District Attorney Ben David’s office has maintained that “achieving elected office was a benefit gained from [Shugarts’] criminal conduct,” according to spokesperson Samantha Dooies.
The DA’s office has not elaborated on how Shugarts’ ‘benefit’ (i.e. being elected to town council) was achieved by filling out the wrong address, but acknowledged that other agencies might interpret the results of the investigation differently.
“While it is our position that Shugarts did benefit from the criminal conduct that he has since admitted to, others evaluating the evidence gathered in this investigation may disagree,” Dooies said on Thursday.
David’s office was forced to recuse itself as prosecutors in the case in September after an assistant district attorney spoke at a campaign event held for Surf City Mayor Doug Medlin. Shugarts was Medlin’s sole challenger for the mayor’s seat last November and eventually lost in a landslide.
The case fell on the desk of Chief Financial Crimes Prosecutor Chuck Spahos at the N.C. Conference of District Attorneys office in Raleigh. Questions sent last week to the district attorney’s office regarding its stance that Shugarts benefited politically from the violations were also directed to Spahos.
Asked to explain how Shugarts “achieved elected office” by signing forms with an incorrect address, Spahos diverted to investigators.
“This question is better directed to the election officials and beyond the scope of the criminal case,” Spahos said in an email on Monday.
A public records request sent last October to the N.C. State Board of Elections Office (NCSBE), who handled the investigation, remains unanswered. Neither Spahos, the district attorney’s office, or the NCSBE have shared any details of the investigators’ report.
Spahos also said that “his understanding is that [Shugarts] was a resident of Surf City at the time he qualified for office,” when asked whether it was disputed that Shugarts’ eligibility for office was affected by filling out an old address on the voter and candidacy forms.
Spahos further stated that he couldn’t “speak to his ‘benefit’ for committing the violation that he pled guilty to.”
The case goes back to March 2019 when First Assistant District Attorney Lillian Salcines Bright asked the NCSBE to conduct the investigation into Shugarts upon receiving a complaint from a resident living in a condominium once occupied by Shugarts and his wife — the same address that appeared on the six voting and candidacy forms that resulted in the violations, forms that he signed after he had moved from the address.
On August 22, the NCSBE submitted its report to the district attorney’s office. The following Monday the case was presented to a Pender County grand jury, who indicted Shugarts on six felony charges.

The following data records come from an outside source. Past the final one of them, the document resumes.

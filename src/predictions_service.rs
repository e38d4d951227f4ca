use std::{collections::{BTreeMap, HashSet}, time::Instant};

use chrono::{DateTime, Utc};
use serde::{Deserialize, Serialize};
use tracing::log;

use crate::{
    db::Db,
    fixtures_service::Fixtures,
    form_service::Form,
    home_advantage_service::HomeAdvantages,
    models::{Score, Season, TeamName},
    season_stats_service::SeasonStats,
    team_names,
    upcoming_service::{PrevMatch, Upcoming},
};

pub const PREV_MATCH_AVERAGE: &str = "Previous match average";
pub const SEASON_GOALS_PER_GAME: &str = "Season goals per game";
const FORM_WEIGHT: f64 = 0.5;

#[derive(Serialize, Deserialize, Debug, Clone, PartialEq)]
pub struct StartingPoint {
    pub description: String,
    pub home_goals: f64,
    pub away_goals: f64,
}

#[derive(Serialize, Deserialize, Debug, Clone, PartialEq)]
#[serde(tag = "description")]
pub enum Adjustment {
    #[serde(rename = "Form")]
    Form { home_form_rating: f64, away_form_rating: f64, home_goals: f64, away_goals: f64 },
    #[serde(rename = "Home advantage")]
    HomeAdvantage { home_advantage: f64, home_goals: f64, away_goals: f64 },
}

/// How a predicted score was reached.
#[derive(Serialize, Deserialize, Debug, Clone, PartialEq)]
pub struct Details {
    pub starting: StartingPoint,
    pub adjustments: Vec<Adjustment>,
    pub score: Score,
}

impl Details {
    pub fn form_ratings(&self) -> Option<(f64, f64)> {
        self.adjustments.iter().find_map(|e| match e {
            Adjustment::Form { home_form_rating, away_form_rating, .. } => Some((*home_form_rating, *away_form_rating)),
            _ => None,
        })
    }
}

#[derive(Serialize, Deserialize, Debug, Clone, PartialEq)]
pub struct NewPrediction {
    pub date: DateTime<Utc>,
    pub home_initials: String,
    pub away_initials: String,
    pub prediction: Score,
    pub details: Details,
}

impl NewPrediction {
    pub fn scoreline(&self) -> String {
        format!("{} {} - {} {}", self.home_initials, self.prediction.home, self.prediction.away, self.away_initials)
    }
}

#[derive(Serialize, Deserialize, Debug, Clone, PartialEq)]
pub struct PredictionRecord {
    pub id: u32,
    pub time: String,
    pub home_initials: String,
    pub away_initials: String,
    pub prediction: Score,
    pub actual: Option<Score>,
    pub details: Option<Details>,
}

/// Every prediction of a season, keyed by match date (`YYYY-MM-DD`).
#[derive(Serialize, Deserialize, Debug, Clone, Default, PartialEq)]
pub struct PredictionBook {
    pub predictions: BTreeMap<String, Vec<PredictionRecord>>,
}

#[derive(Serialize, Deserialize, Debug, Clone, Default, PartialEq)]
pub struct Accuracy {
    pub total: u32,
    pub accuracy: f64,
    pub result_accuracy: f64,
    /// Positive when predicting too many home goals.
    pub home_scored_avg_diff: f64,
    pub away_scored_avg_diff: f64,
}

/// Result accuracy had the outcome been called by a simpler rule.
#[derive(Serialize, Deserialize, Debug, Clone, Default, PartialEq)]
pub struct Analysis {
    pub by_form: f64,
    pub by_prev_matches: f64,
    pub by_home_team: f64,
    pub by_away_team: f64,
    pub by_draw: f64,
}

fn date_key(date: &DateTime<Utc>) -> String {
    date.format("%Y-%m-%d").to_string()
}

fn ratio(count: u32, total: u32) -> f64 {
    if total == 0 { 0.0 } else { count as f64 / total as f64 }
}

impl PredictionBook {
    fn records(&self) -> impl Iterator<Item = &PredictionRecord> {
        self.predictions.values().flatten()
    }

    fn max_id(&self) -> u32 {
        self.records().map(|e| e.id).max().unwrap_or(0)
    }

    /// Returns true if a new record was added.
    pub fn insert(&mut self, new: &NewPrediction) -> bool {
        let records = self.predictions.entry(date_key(&new.date)).or_default();
        let existing = records.iter_mut()
            .find(|e| e.home_initials == new.home_initials && e.away_initials == new.away_initials);
        if let Some(existing) = existing {
            if existing.actual.is_none() && existing.prediction != new.prediction {
                log::info!("[PREDICTIONS] Updating {} {} -> {}", new.home_initials, existing.prediction, new.prediction);
                existing.prediction = new.prediction;
                existing.details = Some(new.details.clone());
            }
            return false;
        }

        let id = self.max_id() + 1;
        log::info!("[PREDICTIONS] Adding {}", new.scoreline());
        self.predictions.entry(date_key(&new.date)).or_default().push(PredictionRecord {
            id,
            time: new.date.format("%H:%M").to_string(),
            home_initials: new.home_initials.clone(),
            away_initials: new.away_initials.clone(),
            prediction: new.prediction,
            actual: None,
            details: Some(new.details.clone()),
        });
        true
    }

    /// Returns true if a pending record got its result.
    pub fn insert_actual(&mut self, date: &DateTime<Utc>, home_initials: &str, away_initials: &str, actual: Score) -> bool {
        let Some(records) = self.predictions.get_mut(&date_key(date)) else { return false };
        match records.iter_mut().find(|e| e.home_initials == home_initials && e.away_initials == away_initials && e.actual.is_none()) {
            Some(record) => {
                record.actual = Some(actual);
                true
            },
            None => false,
        }
    }

    pub fn sort(&mut self) {
        for records in self.predictions.values_mut() {
            records.sort_by(|a, b| a.time.cmp(&b.time));
        }
    }

    pub fn accuracy(&self) -> Accuracy {
        let finished: Vec<(&Score, &Score)> = self.records()
            .filter_map(|e| e.actual.as_ref().map(|a| (&e.prediction, a)))
            .collect();
        let total = finished.len() as u32;
        if total == 0 {
            return Accuracy::default();
        }

        let exact = finished.iter().filter(|(p, a)| p == a).count() as u32;
        let results = finished.iter()
            .filter(|(p, a)| team_names::identical_result(p.home, p.away, a.home, a.away))
            .count() as u32;
        let home_diff: i32 = finished.iter().map(|(p, a)| p.home as i32 - a.home as i32).sum();
        let away_diff: i32 = finished.iter().map(|(p, a)| p.away as i32 - a.away as i32).sum();

        Accuracy {
            total,
            accuracy: ratio(exact, total),
            result_accuracy: ratio(results, total),
            home_scored_avg_diff: home_diff as f64 / total as f64,
            away_scored_avg_diff: away_diff as f64 / total as f64,
        }
    }

    fn result_ratio<F: Fn(&PredictionRecord, &Score) -> Option<bool>>(&self, called: F) -> f64 {
        let (count, total) = self.records()
            .filter_map(|e| e.actual.as_ref().and_then(|a| called(e, a)))
            .fold((0, 0), |(count, total), hit| (count + hit as u32, total + 1));
        ratio(count, total)
    }

    pub fn analysis(&self) -> Analysis {
        Analysis {
            by_form: self.result_ratio(|e, a| {
                let (home, away) = e.details.as_ref()?.form_ratings()?;
                Some(team_names::identical_result(a.home as f64, a.away as f64, home, away))
            }),
            by_prev_matches: self.result_ratio(|e, a| {
                let starting = &e.details.as_ref()?.starting;
                if starting.description != PREV_MATCH_AVERAGE {
                    return None;
                }
                Some(team_names::identical_result(a.home as f64, a.away as f64, starting.home_goals, starting.away_goals))
            }),
            by_home_team: self.result_ratio(|_, a| Some(a.home > a.away)),
            by_away_team: self.result_ratio(|_, a| Some(a.home < a.away)),
            by_draw: self.result_ratio(|_, a| Some(a.home == a.away)),
        }
    }
}

/// Predicts upcoming games from the season tables.
pub struct Predictor<'a> {
    pub form: &'a Form,
    pub upcoming: &'a Upcoming,
    pub home_advantages: &'a HomeAdvantages,
    pub season_stats: &'a SeasonStats,
}

impl<'a> Predictor<'a> {
    fn starting_point(&self, home: &str, away: &str, prev_matches: &[PrevMatch]) -> StartingPoint {
        if prev_matches.is_empty() {
            let goals_per_game = |team: &str| self.season_stats.teams.get(team).map(|e| e.goals_per_game).unwrap_or_default();
            return StartingPoint {
                description: SEASON_GOALS_PER_GAME.to_string(),
                home_goals: goals_per_game(home),
                away_goals: goals_per_game(away),
            };
        }
        let (home_goals, away_goals) = prev_matches.iter()
            .map(|e| if e.home_team == home {
                (e.home_goals as f64, e.away_goals as f64)
            } else {
                (e.away_goals as f64, e.home_goals as f64)
            })
            .fold((0.0, 0.0), |(h, a), (eh, ea)| (h + eh, a + ea));
        let n = prev_matches.len() as f64;
        StartingPoint {
            description: PREV_MATCH_AVERAGE.to_string(),
            home_goals: home_goals / n,
            away_goals: away_goals / n,
        }
    }

    pub fn predict(&self, team: &str) -> Option<NewPrediction> {
        let next = self.upcoming.get(team)?;
        let (home, away) = if next.at_home {
            (team, next.opponent.as_str())
        } else {
            (next.opponent.as_str(), team)
        };

        let starting = self.starting_point(home, away, &next.prev_matches);
        let (mut home_goals, mut away_goals) = (starting.home_goals, starting.away_goals);
        let mut adjustments = vec![];

        let home_form_rating = self.form.recent_form(home).rating;
        let away_form_rating = self.form.recent_form(away).rating;
        let form_diff = (home_form_rating - away_form_rating) / 100.0;
        home_goals *= 1.0 + FORM_WEIGHT * form_diff;
        away_goals *= 1.0 - FORM_WEIGHT * form_diff;
        adjustments.push(Adjustment::Form { home_form_rating, away_form_rating, home_goals, away_goals });

        let home_advantage = self.home_advantages.get_or_zero(home);
        home_goals *= 1.0 + home_advantage;
        adjustments.push(Adjustment::HomeAdvantage { home_advantage, home_goals, away_goals });

        let to_goals = |v: f64| v.round().clamp(0.0, u8::MAX as f64) as u8;
        let score = Score::new(to_goals(home_goals), to_goals(away_goals));
        Some(NewPrediction {
            date: next.date,
            home_initials: team_names::to_initials(home),
            away_initials: team_names::to_initials(away),
            prediction: score,
            details: Details { starting, adjustments, score },
        })
    }
}

#[derive(Serialize, Deserialize, Debug, Clone, Default)]
pub struct Predictions {
    pub next: BTreeMap<TeamName, NewPrediction>,
    pub book: PredictionBook,
    pub accuracy: Accuracy,
    pub analysis: Analysis,
}

impl Predictions {
    pub fn is_empty(&self) -> bool {
        self.next.is_empty() && self.book.predictions.is_empty()
    }

    pub fn get(&self, team: &str) -> Option<&NewPrediction> {
        self.next.get(team)
    }
}

pub struct PredictionsService {
    db: Db<Season, PredictionBook>,
}

impl PredictionsService {
    pub fn new() -> PredictionsService {
        PredictionsService { db: Db::new("predictions") }
    }

    pub fn new_in(root: &str) -> PredictionsService {
        PredictionsService { db: Db::new_in(root, "predictions") }
    }

    pub fn read(&self, season: &Season) -> PredictionBook {
        self.db.read(season).unwrap_or_default()
    }

    /// Predicts every upcoming game, adds the predictions and any new results
    /// to the season's book and stores it.
    pub fn update(&self, season: &Season, fixtures: &Fixtures, predictor: &Predictor) -> Predictions {
        let before = Instant::now();

        let next: BTreeMap<TeamName, NewPrediction> = fixtures.teams.keys()
            .filter_map(|team| predictor.predict(team).map(|e| (team.clone(), e)))
            .collect();

        let mut book = self.read(season);
        let mut seen = HashSet::new();
        let added = next.values()
            .filter(|e| seen.insert((e.home_initials.clone(), e.away_initials.clone())))
            .filter(|e| book.insert(e))
            .count();

        let mut results = 0;
        for (team, team_fixtures) in &fixtures.teams {
            for fixture in team_fixtures.values().filter(|e| e.at_home) {
                if let Some(score) = fixture.score {
                    let home = team_names::to_initials(team);
                    let away = team_names::to_initials(&fixture.opponent);
                    if book.insert_actual(&fixture.date, &home, &away, score) {
                        results += 1;
                    }
                }
            }
        }
        book.sort();
        _ = self.db.write(season, &book);

        let accuracy = book.accuracy();
        let analysis = book.analysis();
        log::info!("[PREDICTIONS] Added {added}, results {results}, accuracy {:.2} result accuracy {:.2} {:.2?}",
            accuracy.accuracy, accuracy.result_accuracy, before.elapsed());
        Predictions { next, book, accuracy, analysis }
    }
}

Bright declined to comment when asked if the full slate of evidence gathered by the NCSBE, including any exculpatory or mitigating evidence, was presented to the grand jury.
According to Dooies, the NCSBE investigators had presented the evidence to the grand jury; no one from the district attorney’s office is permitted to be present during the proceedings, she said.
“[S]o we cannot comment on what was said or what evidence was presented: all we get at the conclusion of the Grand Jury proceeding is a copy of the indictment signed True Bill or No True Bill,” Dooies said. “True Bills of Indictment were issued in this case.”
She said the district attorney’s office “is able to proceed on the highest charge we believe we can prove at trial,” and the grand jury agreed that felony charges were appropriate.
After last Friday’s trial, Spahos confirmed that the plea agreement came as a result of evidence found during the NCSBE investigation, while also noting that Shugarts had still violated elections laws.
White collar crime attorney Elliot Abrams, who represented Shugarts in the case, said last October that the report revealed his client’s conduct was a matter of oversight and “not anything done with any type of nefarious intent.”
“The investigation did not reveal any way that Shugarts would have benefited by using his old address,” Abrams quoted from the report.